• Task brief: From the entries that follow, extract each line holding the string "parse".
========
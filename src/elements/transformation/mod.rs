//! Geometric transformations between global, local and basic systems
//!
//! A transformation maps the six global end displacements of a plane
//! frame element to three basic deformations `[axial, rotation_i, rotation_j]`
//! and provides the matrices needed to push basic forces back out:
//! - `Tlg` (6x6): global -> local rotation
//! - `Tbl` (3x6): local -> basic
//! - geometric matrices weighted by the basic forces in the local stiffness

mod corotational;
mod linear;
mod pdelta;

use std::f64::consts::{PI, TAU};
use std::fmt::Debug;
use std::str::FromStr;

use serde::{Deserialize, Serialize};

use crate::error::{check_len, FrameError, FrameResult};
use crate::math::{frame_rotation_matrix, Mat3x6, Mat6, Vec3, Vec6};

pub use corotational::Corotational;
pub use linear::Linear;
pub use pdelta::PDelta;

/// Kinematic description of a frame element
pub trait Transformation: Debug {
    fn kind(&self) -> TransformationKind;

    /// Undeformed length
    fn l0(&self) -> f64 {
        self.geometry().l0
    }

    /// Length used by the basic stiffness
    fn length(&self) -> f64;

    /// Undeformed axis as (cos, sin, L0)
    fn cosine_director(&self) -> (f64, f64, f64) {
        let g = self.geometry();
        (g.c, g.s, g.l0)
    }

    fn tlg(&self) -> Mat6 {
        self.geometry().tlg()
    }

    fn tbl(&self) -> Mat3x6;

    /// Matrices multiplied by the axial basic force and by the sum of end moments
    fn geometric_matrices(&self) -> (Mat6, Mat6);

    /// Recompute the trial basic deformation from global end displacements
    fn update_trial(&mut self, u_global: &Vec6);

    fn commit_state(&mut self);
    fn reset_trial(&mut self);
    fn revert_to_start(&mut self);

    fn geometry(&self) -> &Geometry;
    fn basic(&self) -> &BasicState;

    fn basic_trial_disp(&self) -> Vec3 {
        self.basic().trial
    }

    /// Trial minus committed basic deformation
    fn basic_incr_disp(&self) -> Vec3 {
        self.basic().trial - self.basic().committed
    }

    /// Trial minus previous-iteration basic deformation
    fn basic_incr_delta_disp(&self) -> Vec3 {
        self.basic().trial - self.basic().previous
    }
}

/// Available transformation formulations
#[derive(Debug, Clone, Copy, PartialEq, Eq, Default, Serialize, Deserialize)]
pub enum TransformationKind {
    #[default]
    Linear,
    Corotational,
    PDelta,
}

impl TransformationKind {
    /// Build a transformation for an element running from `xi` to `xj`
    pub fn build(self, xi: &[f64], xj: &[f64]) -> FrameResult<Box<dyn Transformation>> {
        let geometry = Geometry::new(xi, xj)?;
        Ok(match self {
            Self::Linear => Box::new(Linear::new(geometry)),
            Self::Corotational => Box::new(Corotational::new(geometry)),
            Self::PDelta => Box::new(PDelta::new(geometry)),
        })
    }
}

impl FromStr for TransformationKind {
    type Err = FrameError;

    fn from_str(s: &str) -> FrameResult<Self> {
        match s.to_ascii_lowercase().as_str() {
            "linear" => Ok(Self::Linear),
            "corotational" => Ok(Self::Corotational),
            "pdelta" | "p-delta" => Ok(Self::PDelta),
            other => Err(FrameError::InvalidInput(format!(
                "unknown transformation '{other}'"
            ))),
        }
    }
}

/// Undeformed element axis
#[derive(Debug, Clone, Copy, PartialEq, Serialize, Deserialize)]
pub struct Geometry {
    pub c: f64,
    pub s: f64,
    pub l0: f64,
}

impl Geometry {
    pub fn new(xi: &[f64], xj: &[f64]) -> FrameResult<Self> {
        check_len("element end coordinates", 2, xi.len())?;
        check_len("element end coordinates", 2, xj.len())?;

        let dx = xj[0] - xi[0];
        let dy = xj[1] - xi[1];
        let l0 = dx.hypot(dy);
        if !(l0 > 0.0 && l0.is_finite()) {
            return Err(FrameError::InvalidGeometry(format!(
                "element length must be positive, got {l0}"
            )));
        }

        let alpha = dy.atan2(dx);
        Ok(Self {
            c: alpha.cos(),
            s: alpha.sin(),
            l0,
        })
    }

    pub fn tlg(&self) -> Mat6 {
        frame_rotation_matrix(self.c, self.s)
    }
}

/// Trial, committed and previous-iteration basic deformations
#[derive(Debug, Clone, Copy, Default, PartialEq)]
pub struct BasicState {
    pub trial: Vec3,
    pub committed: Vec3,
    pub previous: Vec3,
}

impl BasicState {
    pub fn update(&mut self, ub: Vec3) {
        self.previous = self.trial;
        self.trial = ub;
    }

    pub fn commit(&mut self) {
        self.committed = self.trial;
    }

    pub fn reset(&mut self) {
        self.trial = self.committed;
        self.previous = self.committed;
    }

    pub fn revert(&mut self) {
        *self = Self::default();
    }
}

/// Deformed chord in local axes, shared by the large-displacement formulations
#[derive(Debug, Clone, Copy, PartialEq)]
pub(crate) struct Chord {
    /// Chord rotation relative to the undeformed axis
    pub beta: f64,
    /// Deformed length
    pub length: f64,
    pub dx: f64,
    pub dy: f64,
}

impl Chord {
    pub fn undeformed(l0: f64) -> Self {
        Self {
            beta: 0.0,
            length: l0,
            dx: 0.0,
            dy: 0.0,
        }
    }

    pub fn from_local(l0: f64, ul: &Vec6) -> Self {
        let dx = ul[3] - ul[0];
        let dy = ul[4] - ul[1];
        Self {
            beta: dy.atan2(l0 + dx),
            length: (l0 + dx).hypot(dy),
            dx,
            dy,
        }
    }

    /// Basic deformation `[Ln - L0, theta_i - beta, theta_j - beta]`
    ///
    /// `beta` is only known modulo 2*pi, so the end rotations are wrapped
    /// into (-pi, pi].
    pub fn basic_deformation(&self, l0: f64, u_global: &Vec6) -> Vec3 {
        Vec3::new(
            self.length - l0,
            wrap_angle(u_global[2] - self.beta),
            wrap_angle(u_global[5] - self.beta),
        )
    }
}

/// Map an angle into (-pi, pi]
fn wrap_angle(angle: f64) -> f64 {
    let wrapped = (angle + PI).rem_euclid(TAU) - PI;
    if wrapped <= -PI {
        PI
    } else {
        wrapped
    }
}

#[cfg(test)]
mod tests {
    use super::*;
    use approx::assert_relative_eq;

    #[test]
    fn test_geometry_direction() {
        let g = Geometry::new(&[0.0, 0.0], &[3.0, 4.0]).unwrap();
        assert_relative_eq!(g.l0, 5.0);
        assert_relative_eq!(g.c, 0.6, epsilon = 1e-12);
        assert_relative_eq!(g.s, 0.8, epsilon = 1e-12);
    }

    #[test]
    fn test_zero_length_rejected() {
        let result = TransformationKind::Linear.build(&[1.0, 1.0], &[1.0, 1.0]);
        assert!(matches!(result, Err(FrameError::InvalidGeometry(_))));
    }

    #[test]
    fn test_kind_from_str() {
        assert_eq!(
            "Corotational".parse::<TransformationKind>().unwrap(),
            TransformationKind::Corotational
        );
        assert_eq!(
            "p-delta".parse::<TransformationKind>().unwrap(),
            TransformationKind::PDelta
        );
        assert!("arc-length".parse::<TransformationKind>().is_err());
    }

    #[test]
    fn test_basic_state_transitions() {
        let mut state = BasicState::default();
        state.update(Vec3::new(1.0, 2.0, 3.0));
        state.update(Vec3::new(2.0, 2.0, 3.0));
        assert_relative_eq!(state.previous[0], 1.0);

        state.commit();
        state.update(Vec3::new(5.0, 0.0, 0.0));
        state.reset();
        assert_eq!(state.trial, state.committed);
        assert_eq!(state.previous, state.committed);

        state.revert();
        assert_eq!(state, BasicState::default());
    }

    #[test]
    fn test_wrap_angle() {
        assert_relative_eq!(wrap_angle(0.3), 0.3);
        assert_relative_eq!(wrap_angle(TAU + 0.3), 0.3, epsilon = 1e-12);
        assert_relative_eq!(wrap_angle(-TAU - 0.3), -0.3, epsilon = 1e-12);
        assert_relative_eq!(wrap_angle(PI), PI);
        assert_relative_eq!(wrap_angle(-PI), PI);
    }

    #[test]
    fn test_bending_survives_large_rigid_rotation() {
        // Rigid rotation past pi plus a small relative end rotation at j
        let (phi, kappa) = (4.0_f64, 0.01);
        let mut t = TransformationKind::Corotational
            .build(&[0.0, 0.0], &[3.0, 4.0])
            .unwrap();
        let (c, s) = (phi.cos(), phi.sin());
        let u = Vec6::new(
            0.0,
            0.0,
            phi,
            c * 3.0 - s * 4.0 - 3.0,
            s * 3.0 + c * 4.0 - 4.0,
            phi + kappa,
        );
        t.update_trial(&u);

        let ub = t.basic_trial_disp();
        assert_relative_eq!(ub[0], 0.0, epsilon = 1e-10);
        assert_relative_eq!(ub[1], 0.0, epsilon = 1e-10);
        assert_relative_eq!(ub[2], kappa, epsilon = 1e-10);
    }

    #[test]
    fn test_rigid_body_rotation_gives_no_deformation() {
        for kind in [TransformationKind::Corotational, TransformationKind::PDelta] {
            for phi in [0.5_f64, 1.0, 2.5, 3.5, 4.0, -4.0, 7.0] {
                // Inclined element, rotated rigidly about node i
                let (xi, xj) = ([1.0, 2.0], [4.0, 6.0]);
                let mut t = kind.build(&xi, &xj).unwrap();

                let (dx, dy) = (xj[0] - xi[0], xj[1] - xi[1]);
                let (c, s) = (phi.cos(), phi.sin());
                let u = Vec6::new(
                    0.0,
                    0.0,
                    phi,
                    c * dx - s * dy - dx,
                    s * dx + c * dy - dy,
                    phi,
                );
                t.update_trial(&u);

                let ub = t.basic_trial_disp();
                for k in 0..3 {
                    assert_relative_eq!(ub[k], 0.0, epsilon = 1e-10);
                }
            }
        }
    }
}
========
• Exercise result:
            "Corotational".parse::<TransformationKind>().unwrap(),
            "p-delta".parse::<TransformationKind>().unwrap(),
        assert!("arc-length".parse::<TransformationKind>().is_err());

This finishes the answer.